Continuing with Example 1 presented in the introduction, we can instantiate the universe of descriptors for this specific domain as the set: $\begin{matrix} D = & {weather_conditions, general_activity, frame_of_mind, \\ food, action_food, consequence_activity} . \end{matrix}$ Then, we can provide the set of descriptors and the corresponding structure for the enriched arguments as follows: $\begin{array}{l} δ_{A} = {(weather_conditions, {rainy_day}); (general_activity, {eat}); (food, {chocolate}); \\ (action_food, {lifts_mood}); (frame_of_mind, {happy})}, \\ δ_{B} = {(general_activity, {go_out, walk}); (frame_of_mind, {happy})}, \\ δ_{C} = {(weather_conditions, {rainy_day}); (general_activity, {go_out, shopping}); \\ (frame_of_mind, {happy, good_mood})}, \\ δ_{D} = {(weather_conditions, {rainy_day}); (frame_of _mind, {depressing}); \\ (general_activity, {keeping_house})}, \\ δ_{E} = {(weather_conditions, {sunny_day}); (general_activity, {outdoor_activities}); \\ (consequence_activity, {release_endorphins})}, \\ δ_{F} = {(general_activity, {walk, watch_movie, go_out}); \\ (consequence_activity, {hurt_feet})}, \\ δ_{G} = {(general_activity, {go_out, shopping, walk, spend_calories})}, \\ δ_{H} = {(general_activity, {keeping_house}); (frame_of_mind, {stressful})} . \end{array}$ All the arguments, except E, F, and G, share the descriptor “ $frame_of_mind$ ”, so they might be compared using it. Additionally, the value of “ $frame_of_mind$ ” is the same for arguments A and B but only matches one of the values corresponding to “ $frame_of_mind$ ” for argument C. Also, the value taken by “ $frame_of_mind$ ” is totally different for the arguments D and H. These differences mean that, although the arguments have the same descriptors and therefore they could be compared in that regard, there is no assurance that they could be similar. The reason for this is that the value taken by each descriptor could be different for particular arguments. This analysis can be performed separately considering each descriptor associated with the arguments.

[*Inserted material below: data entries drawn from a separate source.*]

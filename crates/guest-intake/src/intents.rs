//! Multi-label intent classification over the keyword catalogues.
//!
//! Unlike the date parser's first-match cascade, every rule here is
//! evaluated — a single message can ask about availability, wifi and the
//! cancellation policy at once. Two deliberate policies shape the result:
//!
//! - **implicit availability**: a message carrying dates and no other
//!   recognized topic is treated as an availability question;
//! - **pricing/availability exclusion**: a message carrying concrete dates
//!   is never labeled `Pricing` — the dates make it an availability
//!   question, not a price-only one.

use std::collections::BTreeSet;
use std::fmt;

use once_cell::sync::Lazy;
use regex::Regex;
use serde::{Deserialize, Serialize};

use crate::normalize::normalize;

/// Topics a guest message can address.
///
/// A message maps to a set of these, never empty — [`Intent::Other`] is the
/// fallback when nothing else matched.
#[derive(Debug, Clone, Copy, PartialEq, Eq, PartialOrd, Ord, Hash, Serialize, Deserialize)]
#[serde(rename_all = "snake_case")]
pub enum Intent {
    Availability,
    Pricing,
    Amenities,
    Checkin,
    Checkout,
    Recommendations,
    Policy,
    Other,
}

impl Intent {
    /// Stable lower-case label, as used in collaborator payloads.
    pub fn as_str(&self) -> &'static str {
        match self {
            Intent::Availability => "availability",
            Intent::Pricing => "pricing",
            Intent::Amenities => "amenities",
            Intent::Checkin => "checkin",
            Intent::Checkout => "checkout",
            Intent::Recommendations => "recommendations",
            Intent::Policy => "policy",
            Intent::Other => "other",
        }
    }
}

impl fmt::Display for Intent {
    fn fmt(&self, f: &mut fmt::Formatter<'_>) -> fmt::Result {
        f.write_str(self.as_str())
    }
}

fn compile(patterns: &[&str]) -> Vec<Regex> {
    patterns
        .iter()
        .map(|p| Regex::new(p).expect("intent pattern must compile"))
        .collect()
}

fn any_match(patterns: &[Regex], t: &str) -> bool {
    patterns.iter().any(|re| re.is_match(t))
}

static AMENITIES: Lazy<Vec<Regex>> = Lazy::new(|| {
    compile(&[
        r"\bgym\b",
        r"\bgimnasio\b",
        r"\bwifi\b",
        r"\bwi\s*fi\b",
        r"\btoalla(?:s)?\b",
        r"\bsabana(?:s)?\b",
        r"\bcocina\b",
        r"\bpileta\b",
        r"\bpiscina\b",
        r"\bair(?:e)?\s*acondicionado\b",
        r"\bcalefaccion\b",
        r"\bestacionamiento\b",
        r"\bgarage\b",
        r"\bamenities\b",
        r"\bservicios\b",
        r"\bequipamiento\b",
    ])
});

static AVAILABILITY: Lazy<Vec<Regex>> = Lazy::new(|| {
    compile(&[
        r"\bdisponibl(?:e|idad)\b",
        r"\breserv(?:ar|a|as)?\b",
        r"\bhay\s+lugar\b",
        r"\blibre\b",
        r"\bpuedo\s+(?:reservar|ir)\b",
        r"\besta\s+(?:disponible|libre)\b",
    ])
});

static PRICING: Lazy<Vec<Regex>> = Lazy::new(|| {
    compile(&[
        r"\bprecio(?:s)?\b",
        r"\btarifa(?:s)?\b",
        r"\bcosto(?:s)?\b",
        r"\bcuanto\s+(?:cuesta|sale|es)\b",
        r"\bvalor\b",
    ])
});

static CHECKIN: Lazy<Regex> = Lazy::new(|| {
    Regex::new(r"\bcheck\s*in\b|\bingreso\b|\bllegada\b").expect("CHECKIN must compile")
});

static CHECKOUT: Lazy<Regex> = Lazy::new(|| {
    Regex::new(r"\bcheck\s*out\b|\bsalida\b|\begreso\b").expect("CHECKOUT must compile")
});

static RECOMMENDATIONS: Lazy<Regex> = Lazy::new(|| {
    Regex::new(r"\brecomendacion(?:es)?\b|\bdonde\s+comer\b|\bque\s+hacer\b")
        .expect("RECOMMENDATIONS must compile")
});

static POLICY: Lazy<Regex> = Lazy::new(|| {
    Regex::new(r"\bcancelacion\b|\bnorma(?:s)?\b|\bpolitica(?:s)?\b").expect("POLICY must compile")
});

/// Classify `text` into every intent it addresses.
///
/// `has_dates` is whether the date parser found a concrete range in the
/// same message; it gates both availability (only meaningful with dates)
/// and pricing (suppressed when dates are present).
pub fn classify_intents(text: &str, has_dates: bool) -> BTreeSet<Intent> {
    let t = normalize(text);
    let mut intents = BTreeSet::new();

    if any_match(&AMENITIES, &t) {
        intents.insert(Intent::Amenities);
    }

    if has_dates {
        if any_match(&AVAILABILITY, &t) {
            intents.insert(Intent::Availability);
        }
        // Implicit-availability policy: dates with no other discernible
        // topic imply an availability question.
        if intents.is_empty() {
            intents.insert(Intent::Availability);
        }
    } else if any_match(&PRICING, &t) {
        // Pricing/availability exclusion policy: pricing is only
        // considered for messages without dates.
        intents.insert(Intent::Pricing);
    }

    if CHECKIN.is_match(&t) {
        intents.insert(Intent::Checkin);
    }
    if CHECKOUT.is_match(&t) {
        intents.insert(Intent::Checkout);
    }
    if RECOMMENDATIONS.is_match(&t) {
        intents.insert(Intent::Recommendations);
    }
    if POLICY.is_match(&t) {
        intents.insert(Intent::Policy);
    }

    if intents.is_empty() {
        intents.insert(Intent::Other);
    }

    intents
}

As several descriptors can be associated with an argument, it is necessary to establish contexts in which to conduct the comparisons and the means of prioritizing the descriptors in such comparisons as well. We borrow the formal elements of the mechanism for computing similarities among arguments from work proposed in [21]; however, in that framework, there is no way of judging the importance of the descriptors in the comparison. Next, we extend the mechanism to establish a comparison based on context, in which each descriptor has a weight or degree of importance associated.
4.2. Setting the context

The descriptors of the arguments may refer to different topics, a fact that makes more complicated the comparison process. For that reason, as part of the knowledge representation task, it would be essential to correctly establish the context to evaluate the similarities and differences between the arguments. Following this idea, the definition of a context defines a set of restrictions over the comparison process. As an initial requirement, two arguments can only be compared if they have in common at least one descriptor. In [21], a simple notion of context is proposed where essentially a context corresponds to a set of descriptors. A natural extension of this approach is acknowledging that comparisons among arguments require that different descriptors have a different impact on the similarity analysis, conveying the meaning that some aspects of the arguments are more (or less) relevant for the comparison than others. In this proposal, in the definition of a context, we incorporate to descriptors a relevance weight to achieve this goal, and thus increase the representation capabilities of the argumentative framework.

Definition 11 (Context).

Let $D$ be a set of descriptors, a context $C$ will be represented as $C = {(d, w_{d}) ∣ d \in D, w_{d} \in [0, 1]}$ , i.e., a context is a set of ordered pairs where $d \in D$ is a descriptor and $w_{d} \in [0, 1]$ is the relevance weight associated with d. We denote with $D_{C} \subseteq D$ the set of descriptors mentioned in the context $C$ , i.e., $D_{C} = {d ∣ (d, w_{d}) \in C}$ .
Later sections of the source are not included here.